For systemic problems, you change the system. Which absolutely can and should include going after individuals who were so corrupted by the system that they're committing crimes, but if you cast it as "every single cop is personally evil" and not as "this system is extremely broken and corrupting people", that actually leads you *away* from real systemic change. Certainly the proposed fix of replacing cops with social workers ignores that while social workers can't outright kill you, there's plenty of abuse of power in their ranks too. A starting question to examine where the power trip sensibility comes from might be to ask what cops and social workers have in common, and then if we find something that's a plausible cause among those commonalities, how we might remove it.
 

(Today, in our continuing series of "Kit reads Politics Tumblr so YOU don't have to!")

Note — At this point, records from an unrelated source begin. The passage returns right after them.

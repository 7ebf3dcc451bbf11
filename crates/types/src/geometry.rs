//! Page-space primitives. All values are PDF points with the origin in the
//! lower-left corner of the page and y growing upwards.
use serde::{Deserialize, Serialize};

#[derive(Debug, Clone, Copy, Default, PartialEq, Serialize, Deserialize)]
pub struct Point {
    pub x: f32,
    pub y: f32,
}

impl Point {
    pub fn new(x: f32, y: f32) -> Self {
        Self { x, y }
    }
}

#[derive(Debug, Clone, Copy, Default, PartialEq, Serialize, Deserialize)]
pub struct Size {
    pub width: f32,
    pub height: f32,
}

impl Size {
    pub fn new(width: f32, height: f32) -> Self {
        Self { width, height }
    }

    pub fn zero() -> Self {
        Self {
            width: 0.0,
            height: 0.0,
        }
    }
}

/// An axis-aligned rectangle anchored at its lower-left corner.
#[derive(Debug, Clone, Copy, Default, PartialEq, Serialize, Deserialize)]
pub struct Rect {
    pub x: f32,
    pub y: f32,
    pub width: f32,
    pub height: f32,
}

impl Rect {
    pub fn new(x: f32, y: f32, width: f32, height: f32) -> Self {
        Self {
            x,
            y,
            width,
            height,
        }
    }

    /// Builds a rectangle spanning `left..right` horizontally.
    pub fn from_span(left: f32, right: f32, y: f32, height: f32) -> Self {
        Self::new(left, y, right - left, height)
    }

    pub fn right(&self) -> f32 {
        self.x + self.width
    }

    pub fn top(&self) -> f32 {
        self.y + self.height
    }
}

Date: 2020-06-20 12:54 am (UTC)
squirrelitude: (Default)
From: [personal profile] squirrelitude
« Today, in our continuing series of "Kit reads Politics Tumblr so YOU don't have to!" »

Oh thank god. :-P

I'm part way through https://medium.com/@OfcrACab/confessions-of-a-former-bastard-cop-bb14d17bc759 which phrases it as a systemic problem that intentionally *produces* (and attracts) "personally evil" people, which seems like a pretty important bridge between the two, with an actually concrete explanation of what the corrupting influences look like. (Mostly police academy, so far.)

Date: 2020-06-20 09:56 am (UTC)
elusiveat: (Default)
From: [personal profile] elusiveat
Yes, WriterKit, and yes, Squirrelitude.

I think a big part of the problem is the strongly hierarchical system created by the dominant brand of capitalism. As the "former bastard cop" notes, the police are agents for enforcing capitalism. As such, abolishing the police is a systemic change that does require serious consideration. But the problems of hierarchy are everywhere: social work, academia, health care. People on lower tiers, whether customers or lower-tier workers are abused and/or overworked by people on higher tiers who can't see any other way of doing things because of the nature of the system. Even sociopaths would be well-behaved if we didn't have a system that consistently rewards sociopathy.